Les journées de Dénervaud ont pris un autre rythme. “Elles étaient déjà chargées, ne vous inquiétez pas pour ça”, sourit-il. “Mais maintenant, dès 19h00, je suis de retour à la maison !” Un détail qui dit beaucoup sur la différence entre le monde des actifs et celui de la relève. Les entraînements ont lieu plus tôt, les week-ends sont organisés autrement, et les priorités changent. “Les horaires ne sont pas les mêmes, c’est la première chose qui frappe quand on passe des élites aux jeunes.”

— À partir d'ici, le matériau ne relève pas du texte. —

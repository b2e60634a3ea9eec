// src/cli.rs
//! CLI definitions for the notices generator
//!
//! Command implementations live in `main.rs`; this module only describes
//! the command line.

use clap::{Args, Parser, Subcommand};
use std::path::PathBuf;

#[derive(Parser, Debug)]
#[command(name = "notices")]
#[command(author = "Notices Contributors")]
#[command(version)]
#[command(about = "Generate a third-party license notices file for a project's dependencies", long_about = None)]
pub struct Cli {
    #[command(flatten)]
    pub global: GlobalArgs,

    #[command(subcommand)]
    pub command: Commands,
}

#[derive(Args, Debug, Clone, Default)]
pub struct GlobalArgs {
    /// Config file (default: ~/.config/notices/config.toml when present)
    #[arg(short, long, global = true, value_name = "PATH")]
    pub config: Option<PathBuf>,

    /// GitHub token for API lookups (overrides GITHUB_TOKEN and the config file)
    #[arg(long, global = true, value_name = "TOKEN")]
    pub github_token: Option<String>,

    /// Number of records resolved concurrently
    #[arg(short = 'j', long, global = true, value_name = "N")]
    pub concurrency: Option<usize>,

    /// Enable debug logging
    #[arg(short, long, global = true)]
    pub verbose: bool,
}

#[derive(Subcommand, Debug)]
pub enum Commands {
    /// Scan a directory for binaries and write their license notices
    Scan {
        /// Directory to scan
        #[arg(default_value = ".")]
        dir: PathBuf,

        /// Only include binaries whose path matches this regex
        #[arg(short, long, value_name = "REGEX")]
        filter: Option<String>,

        /// Output file (default: <DIR>/third-party-notices.txt)
        #[arg(short, long, value_name = "FILE")]
        output: Option<PathBuf>,
    },

    /// Resolve records from a JSON file and write their license notices
    Resolve {
        /// JSON array of dependency records
        records: PathBuf,

        /// Output file (default: third-party-notices.txt next to RECORDS)
        #[arg(short, long, value_name = "FILE")]
        output: Option<PathBuf>,
    },
}
// src/cache/mod.rs
//! License cache
//!
//! Maps resolution keys to normalized license text. Keys come from several
//! namespaces that may alias one text: package ids, license/project/
//! repository URLs, and filesystem paths. The cache is never evicted during
//! a run; callers clear it between batches to reclaim memory.
//!
//! Concurrent lookups for one key collapse into a single computation via
//! [`RequestCoalescer`].

mod coalesce;

pub use coalesce::RequestCoalescer;

use crate::error::Result;
use dashmap::DashMap;
use std::future::Future;

/// Shared key -> license text map with single-flight resolution
#[derive(Default)]
pub struct LicenseCache {
    entries: DashMap<String, String>,
    coalescer: RequestCoalescer,
}

impl LicenseCache {
    pub fn new() -> Self {
        Self::default()
    }

    pub fn get(&self, key: &str) -> Option<String> {
        self.entries.get(key).map(|text| text.value().clone())
    }

    pub fn contains(&self, key: &str) -> bool {
        self.entries.contains_key(key)
    }

    pub fn put(&self, key: impl Into<String>, text: impl Into<String>) {
        self.entries.insert(key.into(), text.into());
    }

    /// Record `text` under every key that led to it
    pub fn put_all<I, K>(&self, keys: I, text: &str)
    where
        I: IntoIterator<Item = K>,
        K: Into<String>,
    {
        for key in keys {
            self.entries.insert(key.into(), text.to_string());
        }
    }

    pub fn clear(&self) {
        self.entries.clear();
    }

    pub fn len(&self) -> usize {
        self.entries.len()
    }

    pub fn is_empty(&self) -> bool {
        self.entries.is_empty()
    }

    /// Number of lookups that were served by another task's in-flight work
    pub fn coalesced_count(&self) -> u64 {
        self.coalescer.coalesced_count()
    }

    /// Return the cached text for `key`, or resolve it at most once
    ///
    /// `resolve` is responsible for writing its result into the cache (under
    /// all of its keys); the cache is re-checked once this task holds the
    /// flight so a result published just before is not computed twice.
    pub async fn get_or_resolve<F, Fut>(&self, key: &str, resolve: F) -> Result<Option<String>>
    where
        F: FnOnce() -> Fut,
        Fut: Future<Output = Result<Option<String>>>,
    {
        if let Some(text) = self.get(key) {
            return Ok(Some(text));
        }
        self.coalescer
            .coalesce(key, || async move {
                if let Some(text) = self.get(key) {
                    return Ok(Some(text));
                }
                resolve().await
            })
            .await
    }

    /// Single-flight `resolve` on `flight_key` without consulting the cache
    pub async fn coalesce<F, Fut>(&self, flight_key: &str, resolve: F) -> Result<Option<String>>
    where
        F: FnOnce() -> Fut,
        Fut: Future<Output = Result<Option<String>>>,
    {
        self.coalescer.coalesce(flight_key, resolve).await
    }
}

#[cfg(test)]
mod tests {
    use super::*;
    use std::sync::Arc;
    use std::sync::atomic::{AtomicUsize, Ordering};

    #[test]
    fn test_put_get_clear() {
        let cache = LicenseCache::new();
        assert!(cache.is_empty());

        cache.put("Newtonsoft.Json", "MIT");
        cache.put_all(["https://licenses.nuget.org/MIT", "/pkgs/newtonsoft.json"], "MIT");

        assert_eq!(cache.len(), 3);
        assert_eq!(cache.get("https://licenses.nuget.org/MIT").as_deref(), Some("MIT"));
        assert!(cache.contains("/pkgs/newtonsoft.json"));
        assert_eq!(cache.get("missing"), None);

        cache.clear();
        assert!(cache.is_empty());
    }

    #[tokio::test]
    async fn test_get_or_resolve_hits_cache() {
        let cache = LicenseCache::new();
        cache.put("Serilog", "Apache-2.0");

        let calls = AtomicUsize::new(0);
        let counter = &calls;
        let text = cache
            .get_or_resolve("Serilog", || async move {
                counter.fetch_add(1, Ordering::SeqCst);
                Ok(None)
            })
            .await
            .unwrap();

        assert_eq!(text.as_deref(), Some("Apache-2.0"));
        assert_eq!(calls.load(Ordering::SeqCst), 0);
    }

    #[tokio::test]
    async fn test_concurrent_get_or_resolve_runs_once() {
        let cache = Arc::new(LicenseCache::new());
        let calls = Arc::new(AtomicUsize::new(0));

        let mut handles = Vec::new();
        for _ in 0..8 {
            let cache = Arc::clone(&cache);
            let calls = Arc::clone(&calls);
            handles.push(tokio::spawn(async move {
                let inner = Arc::clone(&cache);
                cache
                    .get_or_resolve("Polly", || async move {
                        tokio::time::sleep(std::time::Duration::from_millis(50)).await;
                        calls.fetch_add(1, Ordering::SeqCst);
                        inner.put("Polly", "BSD-3-Clause");
                        Ok(Some("BSD-3-Clause".to_string()))
                    })
                    .await
            }));
        }

        for handle in handles {
            assert_eq!(handle.await.unwrap().unwrap().as_deref(), Some("BSD-3-Clause"));
        }
        assert_eq!(calls.load(Ordering::SeqCst), 1);
    }
}
// src/resolver/registry.rs
//! Resolver registry
//!
//! Ordered resolver lists per URL kind plus one list for version metadata.
//! The composition root decides what goes in; the pipeline only reads.

use super::github::{GithubClient, GithubRawResolver, GithubRepositoryResolver};
use super::http::HttpFetcher;
use super::local::LocalPackageResolver;
use super::spdx::OpenSourceOrgResolver;
use super::{UrlKind, UrlResolver, VersionInfoResolver};
use std::sync::Arc;
use url::Url;

/// Remote base URLs used by the default resolvers
#[derive(Debug, Clone)]
pub struct ResolverEndpoints {
    pub raw_content: Url,
    pub github_api: Url,
    pub spdx_api: Url,
}

#[derive(Default)]
pub struct ResolverRegistry {
    license: Vec<Arc<dyn UrlResolver>>,
    project: Vec<Arc<dyn UrlResolver>>,
    repository: Vec<Arc<dyn UrlResolver>>,
    version_info: Vec<Arc<dyn VersionInfoResolver>>,
}

impl ResolverRegistry {
    /// Create an empty registry
    pub fn new() -> Self {
        Self::default()
    }

    /// Registry with the built-in resolvers
    ///
    /// License URLs try the raw-content rewrite before the SPDX lookup.
    /// Project and repository URLs ask the repository license API first,
    /// since those usually point at a repository root rather than a file.
    pub fn with_defaults(http: HttpFetcher, endpoints: &ResolverEndpoints) -> Self {
        let github = Arc::new(GithubClient::new(
            http.clone(),
            endpoints.raw_content.clone(),
            endpoints.github_api.clone(),
        ));
        let raw: Arc<dyn UrlResolver> = Arc::new(GithubRawResolver::new(Arc::clone(&github)));
        let repository: Arc<dyn UrlResolver> = Arc::new(GithubRepositoryResolver::new(github));
        let spdx: Arc<dyn UrlResolver> =
            Arc::new(OpenSourceOrgResolver::new(http, endpoints.spdx_api.clone()));

        let mut registry = Self::new();
        registry.register_url(UrlKind::License, Arc::clone(&raw));
        registry.register_url(UrlKind::License, spdx);
        for kind in [UrlKind::Project, UrlKind::Repository] {
            registry.register_url(kind, Arc::clone(&repository));
            registry.register_url(kind, Arc::clone(&raw));
        }
        registry.register_version_info(Arc::new(LocalPackageResolver::new()));
        registry
    }

    /// Append a URL resolver for `kind`
    pub fn register_url(&mut self, kind: UrlKind, resolver: Arc<dyn UrlResolver>) {
        self.list_mut(kind).push(resolver);
    }

    pub fn register_version_info(&mut self, resolver: Arc<dyn VersionInfoResolver>) {
        self.version_info.push(resolver);
    }

    /// URL resolvers for `kind`, in registration order
    pub fn url_resolvers(&self, kind: UrlKind) -> &[Arc<dyn UrlResolver>] {
        match kind {
            UrlKind::License => &self.license,
            UrlKind::Project => &self.project,
            UrlKind::Repository => &self.repository,
        }
    }

    pub fn version_info_resolvers(&self) -> &[Arc<dyn VersionInfoResolver>] {
        &self.version_info
    }

    fn list_mut(&mut self, kind: UrlKind) -> &mut Vec<Arc<dyn UrlResolver>> {
        match kind {
            UrlKind::License => &mut self.license,
            UrlKind::Project => &mut self.project,
            UrlKind::Repository => &mut self.repository,
        }
    }
}

#[cfg(test)]
mod tests {
    use super::*;

    fn endpoints() -> ResolverEndpoints {
        ResolverEndpoints {
            raw_content: Url::parse("https://raw.githubusercontent.com").unwrap(),
            github_api: Url::parse("https://api.github.com").unwrap(),
            spdx_api: Url::parse("https://api.github.com").unwrap(),
        }
    }

    fn names(list: &[Arc<dyn UrlResolver>]) -> Vec<&str> {
        list.iter().map(|r| r.name()).collect()
    }

    #[test]
    fn test_default_order() {
        let registry =
            ResolverRegistry::with_defaults(HttpFetcher::new("notices-test").unwrap(), &endpoints());

        assert_eq!(
            names(registry.url_resolvers(UrlKind::License)),
            ["github-raw", "opensource-org"]
        );
        assert_eq!(
            names(registry.url_resolvers(UrlKind::Project)),
            ["github-repository", "github-raw"]
        );
        assert_eq!(
            names(registry.url_resolvers(UrlKind::Repository)),
            ["github-repository", "github-raw"]
        );
        assert_eq!(registry.version_info_resolvers().len(), 1);
        assert_eq!(registry.version_info_resolvers()[0].name(), "local-package");
    }

    #[test]
    fn test_empty_registry() {
        let registry = ResolverRegistry::new();
        assert!(registry.url_resolvers(UrlKind::License).is_empty());
        assert!(registry.version_info_resolvers().is_empty());
    }
}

Au-delà de la logistique, c’est surtout la philosophie du jeu et de la transmission qui évolue. L'entraîneur fribourgeois en est bien conscient. “On a peut-être tendance à mettre une étiquette sur les entraîneurs. C’est un coach pour les élites, ou c’est un entraîneur d’actifs. Moi, je vois les choses de manière moins binaire. Toutes les expériences sont bonnes à prendre, différentes certes, mais toujours enrichissantes.”
Après un échange avec Florian Barras ce printemps, il n’a pas hésité longtemps avant de rejoindre le Team AFF. “Je me réjouissais vraiment. Et je n’ai pas été déçu: travailler avec des jeunes motivés, c’est stimulant.” Dans ce nouveau rôle, le plaisir de transmettre a pris le dessus sur la quête du résultat à tout prix. “Dans le monde des élites, tu as l’occasion de proposer ton jeu et de l’inculquer. C’est très différent de ce que je connaissais avec Bulle ou Monthey. Je n’ai plus besoin de m’adapter à l’adversaire: je ne regarde plus les vidéos des équipes d’en face. Ce qui m’intéresse désormais, c’est ce que nous produisons.” Une déclaration qui en dit long sur sa vision du métier: plus tournée vers la formation, moins vers la performance immédiate.
Car pour lui, changer de catégorie n’a rien d’une marche arrière. “Il n’y a pas de trajectoire juste ou fausse. Passer des actifs aux élites n’est pas une régression. Au contraire, c’est une occasion de redécouvrir un autre aspect du football. Si on prend l’exemple de Nagelsmann, qui a tout connu – la Bundesliga à 28 ans, le Bayern, puis l’équipe nationale allemande –, le voir retourner ensuite à un échelon plus bas ne serait pas considéré comme un recul dans son parcours.”
Le Gruérien voit dans cette transition une nouvelle école de patience et d’observation. “Travailler avec les jeunes, c’est génial. Ils sont à un âge où ils assimilent tout, très vite. Tu peux les corriger, et dans la seconde suivante, ils refont le mouvement ou le positionnement de manière juste. Chez les actifs, c’est beaucoup plus difficile de les faire changer.” Cette réactivité lui redonne, dit-il, “le goût du détail”. L’exigence reste la même, mais la relation est différente: plus pédagogique, plus formatrice.
Tout n’est toutefois pas parfait. Lucien Dénervaud découvre aussi les petits travers d’une génération hyperconnectée. “J’ai été surpris, par exemple, lors du premier déplacement: ils avaient tous la tête rivée sur leur téléphone pendant tout le trajet! Comment veux-tu être concentré sur le match? On a dû mettre des limites et trouver des solutions.” L’anecdote le fait sourire.
Au fil des mois, Lucien Dénervaud s’imprègne de ce nouvel univers avec la même rigueur qu’autrefois à Bouleyres ou à Monthey. Il parle de ses jeunes avec bienveillance, de son rôle avec lucidité. Son ambition n’a pas changé. Inculquer la gagne, mais aussi le respect, la discipline et la passion du jeu. “Les jeunes m’apprennent autant que je leur apprends”, glisse-t-il, avant de retourner sur le terrain, sourire en coin. Car, à 39 ans, le coach gruérien a trouvé un nouveau terrain d’épanouissement, celui où la victoire ne se mesure pas seulement au tableau d’affichage, mais dans les yeux de ceux qui apprennent à aimer le football.